A water contaminant can be anything from physical, chemical, biological, or radiological.
Water will often have small level of contaminants, however, when those contaminants reach a certain level, that is when they can become harmful. Biological contaminants can range from bacteria, protozoa, viruses and parasites.
Although there are many different bacteria and other small organisms that are considered contaminants, those that are most harmful often come from human or animal fecal matter somehow making their way into the drinking water source.
What’s alarming is that if up to half of all travelers are getting traveler’s diarrhea alone (not including the other illnesses contaminated water can cause), how is so much fecal matter ending up in so many water sources?!
The general answer to that is usually poor/nonexistent water treatment systems.
More specifically, these contaminants can end up there from sewage overflow, polluted runoff from agriculture, storm water or floods, or when animals/humans leave droppings in or near surface water sources (i.e. streams, rivers, lakes, ponds, shallow wells).
This is why travelers are more persistently cautioned about drinking water in less industrialized regions. However, these contaminants can also appear in untreated water in industrialized regions if you are, for example, out tripping in the Canadian wilderness and have to live off of the land, the water sources you are going to encounter are certainly not running through a water treatment facility before you drink from them.
In either case, it’s important to run any water you may be consuming through your own filtering and testing system beforehand to avoid any unwanted surprises.
I’ve outlined what some of those unwanted surprises may look like below:
Traveler’s diarrhea is caused by a strain of E.Coli or other bacterial pathogens from fecal matter in a water source. Symptoms include nausea, vomiting, diarrhea, abdominal cramping, fever, and/or bloating.
Giardia (aka “beaver fever”) is caused by a parasite found in the feces of humans, beavers, muskrats and dogs. Symptoms include diarrhea, gas, malaise, abdominal cramps, and sometimes fever, headaches, chills and vomiting. Onset of giardia is usually 6-16 days after initial contact and symptoms can last up to one month.
Cryptosporidium is spread through a parasite found in cow feces. The symptoms are similar to those of giardia, but is most commonly known to cause watery diarrhea, abdominal cramps, headaches and nausea. Onset of cryptosporidium ranges widely from 2-25 days after infection and can last anywhere from 1-2 weeks, up to one month.
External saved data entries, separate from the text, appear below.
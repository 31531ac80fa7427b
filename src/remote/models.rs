//! Data models for remote track metadata

use serde::{Deserialize, Serialize};

/// One rendition of a remote track, as reported by the source.
#[derive(Debug, Clone, PartialEq, Serialize, Deserialize)]
#[serde(rename_all = "camelCase")]
pub struct Encoding {
    /// Source-assigned rendition tag, where the source provides one
    #[serde(default)]
    pub tag: Option<u32>,
    pub codec: String,
    pub container: String,
    #[serde(default)]
    pub sample_rate: Option<u32>,
    /// Fixed bitrate in bits/s; absent for variable-bitrate renditions
    #[serde(default)]
    pub bitrate: Option<u64>,
    /// Average bitrate in bits/s, where the source reports one
    #[serde(default)]
    pub average_bitrate: Option<u64>,
    pub url: String,
}

/// Resolved metadata for a remote track.
#[derive(Debug, Clone, PartialEq, Serialize, Deserialize)]
#[serde(rename_all = "camelCase")]
pub struct RemoteTrackInfo {
    pub identifier: String,
    #[serde(default)]
    pub title: Option<String>,
    /// True for unbounded/real-time content; live tracks are never cached
    #[serde(default)]
    pub is_live: bool,
    pub encodings: Vec<Encoding>,
}
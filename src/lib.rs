//! resono library core functionality

pub mod cache;
pub mod config;
pub mod player;
pub mod queue;
pub mod remote;
pub mod source;
pub mod transport;

/// Initialize the application directories
pub fn init_app_dirs() -> std::io::Result<()> {
    let default_path = config::Settings::default_path();
    if let Some(config_dir) = default_path.parent() {
        if !config_dir.exists() {
            std::fs::create_dir_all(config_dir)?;
        }
    }
    Ok(())
}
Dysentery can be life threatening, and is the cause of death for approximately 700,000 people per year; these victims are typically those who live in developing countries. It is caused by a parasitic amoeba from human feces. Symptoms can range from mild abdominal discomfort, to bloody diarrhea, fever, vomiting, intense stomach pain and sudden weight loss. Dysentery symptoms appear quickly – within 12-50 hours of infection.
Salmonella can be found in human or animal feces in drinking water, but also in undercooked poultry, eggs and other meat, or unpasteurized milk. Most common symptoms include fever, vomiting, diarrhea, abdominal cramps and fever and they can last for up to 7 days.
E.Coli, although most commonly known as coming from undercooked beef, can also be caused from drinking water polluted by sewage. It can cause severe abdominal cramps and bloody diarrhea and symptoms usually go away in 5-10 days.
Typhoid fever is still common in the developing world and can be life-threatening. It is caused by a bacteria called salmonella typhi that is carried in the feces of other people who are carrying the bacteria (carriers can be asymptomatic at times). Symptoms include a sustained high fever, weakness, stomach pains, headache, and sometimes a rash across the stomach.
Cholera is caused by vibrio cholerae, which is found in water contaminated with untreated sewage or improperly cooked fish. Symptoms include nausea, vomiting, diarrhea and dehydration. It is not common in industrialized countries.
Hepatitis A is spread through the feces of someone with the virus, for example, putting something in your mouth that has been contaminated with the stool of a person with the virus. This means that hepatitis A is more common in areas where personal hygiene is poor. Common symptoms include jaundice (yellowing of skin/eyes), dark urine, fatigue, nausea, vomiting, fever and abdominal pain. However, not everyone who is infected will develop symptoms.
Hepatitis E is spread similarly to hepatitis A through human feces contaminating drinking water. Symptoms include jaundice, loss of appetite, enlarged/tender liver, nausea, vomiting, abdominal pain, and fever but often don’t appear until 2-8 weeks after infection.
Campylobacter is often regarded as the most common bacterial cause of gastroenteritis on a global scale, common in both developing and developed regions. It is caused by the presence of campylobacters in food (most commonly) but also in contaminated water or ice. Symptoms usually appear after 2-5 days of infection and last for 3-6 days; they include diarrhea (often bloody), abdominal pain, nausea, vomiting, fever and headache.
Most of the above illness are not life threatening, but they certainly are trip-ruining and will put your life on hold if you’re not careful! Water is a lifeline, but it can also be hiding some very harmful bacteria, so it’s important to be aware of the risks and take the right precautions so you can be confident that the water you’re drinking will maintain your health instead of hurting it.